Тем трогательнее ростки жизни, пробивающиеся сквозь плотный гумус "как" стилистических и буквальных цитат. Как это происходит в "Измаиле", когда сквозь формальное нагромождение опознаваемых слов вдруг проступает идиосинкразия повествования. Единичное, индивидуальное - потому что живое в качестве конечного. Люди, страдающие всякими страшными подробными недугами, совершающие жутчайшие бытовые преступления под покровом учебника криминалистики, совокупляющиеся невзирая на домостройное осуждение и, конечно, самовоспроизводящиеся, иначе - рождающие и рождающиеся. Язык выплевывает их на поверхность то и дело, заставляя забыть о себе, но тут же поглощает их снова. Как если бы некий неофит руководствовался в любви формально понятой Камасутрой. Вот-вот, еще чуть-чуть... а теперь сменим-ка позу. И все сначала. То техника берет верх над физиологией, то наоборот. И тем разительнее перетекание искусства в плоть, когда оно оставляет в плоти осязаемые следы своей техники, как акушерские щипцы оставляют вмятины на еще податливо-мягкой головке новорожденного.
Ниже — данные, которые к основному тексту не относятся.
//! Message queue abstraction for the task and result queues.
//!
//! The pipeline talks to the broker through three seams:
//!
//! - [`QueueConnector`] opens connections (one per owner: the publisher and
//!   the consumer never share one),
//! - [`QueueChannel`] declares durable queues, publishes persistent messages
//!   and starts consumers,
//! - [`DeliveryStream`] yields [`Delivery`]s that must be acked or nacked.
//!
//! # Implementations
//!
//! - [`InMemoryBroker`]: in-process queues with fault injection, for tests and
//!   single-node development.
//! - `AmqpConnector`: RabbitMQ via `lapin`, available with `--features amqp`.

#[cfg(feature = "amqp")]
mod amqp;
mod memory;

#[cfg(feature = "amqp")]
pub use amqp::AmqpConnector;
pub use memory::InMemoryBroker;

use std::fmt;
use std::time::Duration;

use async_trait::async_trait;

use crate::error::{SchedError, SchedResult};

/// Default name of the queue tasks are published to.
pub const DEFAULT_TASK_QUEUE: &str = "task_queue";
/// Default name of the queue workers report to.
pub const DEFAULT_RESULT_QUEUE: &str = "result_queue";

/// Queue names and retry budgets shared by publisher and consumer.
#[derive(Debug, Clone, PartialEq)]
pub struct QueueSettings {
    pub task_queue: String,
    pub result_queue: String,
    /// Attempts to open a connection before giving up.
    pub connection_attempts: u32,
    /// Pause between connection attempts.
    pub retry_delay: Duration,
    /// Attempts to publish one task, reconnecting after every failure.
    pub publish_attempts: u32,
    /// Unacknowledged deliveries allowed per consumer.
    pub prefetch: u16,
}

impl Default for QueueSettings {
    fn default() -> Self {
        Self {
            task_queue: DEFAULT_TASK_QUEUE.to_string(),
            result_queue: DEFAULT_RESULT_QUEUE.to_string(),
            connection_attempts: 3,
            retry_delay: Duration::from_secs(3),
            publish_attempts: 3,
            prefetch: 1,
        }
    }
}

/// Opens broker connections.
#[async_trait]
pub trait QueueConnector: Send + Sync {
    /// Open a new connection and channel.
    async fn connect(&self) -> SchedResult<Box<dyn QueueChannel>>;
}

/// An open channel on its own connection.
#[async_trait]
pub trait QueueChannel: Send + Sync {
    /// Declare a durable queue. Declaring an existing queue is a no-op.
    async fn declare_queue(&self, queue: &str) -> SchedResult<()>;

    /// Publish a persistent message to a queue through the default exchange.
    async fn publish(&self, queue: &str, payload: &[u8]) -> SchedResult<()>;

    /// Start consuming a queue with the given prefetch window.
    async fn consume(
        &self,
        queue: &str,
        prefetch: u16,
        consumer_tag: &str,
    ) -> SchedResult<Box<dyn DeliveryStream>>;

    /// Close the channel and its connection.
    async fn close(&self) -> SchedResult<()>;

    /// Whether the channel can still be used.
    fn is_open(&self) -> bool;
}

/// Stream of deliveries from a consumer.
#[async_trait]
pub trait DeliveryStream: Send {
    /// Next delivery; `None` once the consumer or its connection is gone.
    async fn next(&mut self) -> Option<SchedResult<Delivery>>;
}

/// Acknowledges one delivery on the channel it arrived on.
#[async_trait]
pub trait Acknowledger: Send + Sync {
    async fn ack(&self) -> SchedResult<()>;
    async fn nack(&self, requeue: bool) -> SchedResult<()>;
}

/// A message received from a queue.
pub struct Delivery {
    pub payload: Vec<u8>,
    acker: Box<dyn Acknowledger>,
}

impl Delivery {
    /// Wrap a payload with the acknowledger of its channel.
    pub fn new(payload: Vec<u8>, acker: impl Acknowledger + 'static) -> Self {
        Self {
            payload,
            acker: Box::new(acker),
        }
    }

    /// Positively acknowledge the delivery.
    pub async fn ack(self) -> SchedResult<()> {
        self.acker.ack().await
    }

    /// Reject the delivery, optionally returning it to the queue.
    pub async fn nack(self, requeue: bool) -> SchedResult<()> {
        self.acker.nack(requeue).await
    }
}

impl fmt::Debug for Delivery {
    fn fmt(&self, f: &mut fmt::Formatter<'_>) -> fmt::Result {
        f.debug_struct("Delivery")
            .field("payload", &String::from_utf8_lossy(&self.payload))
            .finish_non_exhaustive()
    }
}

/// Open a connection, retrying a bounded number of times with a fixed delay.
pub async fn connect_with_retry(
    connector: &dyn QueueConnector,
    attempts: u32,
    delay: Duration,
) -> SchedResult<Box<dyn QueueChannel>> {
    let attempts = attempts.max(1);
    let mut last_error = None;

    for attempt in 1..=attempts {
        match connector.connect().await {
            Ok(channel) => return Ok(channel),
            Err(e) => {
                tracing::warn!(attempt, attempts, error = %e, "broker connection failed");
                last_error = Some(e);
                if attempt < attempts {
                    tokio::time::sleep(delay).await;
                }
            }
        }
    }

    Err(match last_error {
        Some(SchedError::Connection(msg)) => SchedError::Connection(msg),
        Some(other) => SchedError::Connection(other.to_string()),
        None => SchedError::Connection("no connection attempts made".to_string()),
    })
}
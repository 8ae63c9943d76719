//! Version command implementation.

use console::style;

/// Execute the version command.
pub fn execute() {
    let version = env!("CARGO_PKG_VERSION");

    println!(
        "{} {} - quantum encoding benchmark orchestration",
        style("qbench").cyan().bold(),
        style(format!("v{version}")).yellow()
    );
    println!();
    println!("Components:");
    println!("  qbench-circuit  Encoding circuit model and validator");
    println!("  qbench-sched    Run dispatch, result consumption and run state");
    println!("  qbench-server   HTTP API server");
    println!("  qbench-cli      Command-line interface");
}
В конце концов, в начале было слово. Здесь есть у кого поучиться и кому последовать. Шишкин понимает задачи Творца вполне буквально: как слово сделать плотью. Чтобы было больно, чтобы поверили. Как их ни назови - Сварог, Велес, Бог Израиля, - творцы-предшественники колдуют со словом, бормочут и проговаривают мир. Но твари не верят. Вернее, не верит сам творец, что верят. Все начинается более или менее невинно, наррация вытягивается во временную последовательность - ну чья-то мать, а может быть, не мать, умирает, а отец женится на молоденькой, беременной, но не от него, а мать, оказывается, отравили. Ну умирает от рака чья-то любовница, а ее в это время - по слову - раком, раком, но ведь в Ницце. "О, этот юг, о, эта Ниццаа..." Ну родился у кого-то ребенок-олигофрен, а жена, покушавшаяся на себя, попала в психушку, но ведь в новейшую клинику на западный манер. А от ребенка шарахаются беременные женщины. Беглые замерзают в тайге насмерть. Уже давно больно, и жалко, и страшно, но творцу все кажется, что не довольно, и он бросает все на полуслове, вернее, все опять комкает в слово. И тут же начинает.

Все это очень напоминает два типа архаического нарратива, описанные Ауэрбахом в "Мимесисе", совмещенные в одном тексте. "Авраам!" - "Вот я", а дальше все про щит, про шрам, про вепря, корабли в деталях. Потом снова: "На третий день..." Что? где? Спасибо, еще хоть "кто" - знаем. И снова шрам, щит, слепая Евриклея. Гекзаметры, создавая видимость строя и течения, все топчутся на месте. Опять толчок - из облаков рука. И так дальше. Изнасилованной и избитой еврейке беглые урки ломают палец, чтобы проверить, жива или нет. Беглые вроде поверили, а ему все кажется, что не верят. Ведь она-таки солгала, даже телом умудрилась. Мало было тела, значит. Самоедского ребенка утащили обратно в болота, побив в доме стекла, старик упал ночью у ведра с испражнениями, бутылка с выведенным катетером разбилась, а жижа расплескалась - не верят. И наслал Господь казни египетские, и не было дома, где не было бы мертвеца, - не верят. "Но как же так? И Господь... развел руками".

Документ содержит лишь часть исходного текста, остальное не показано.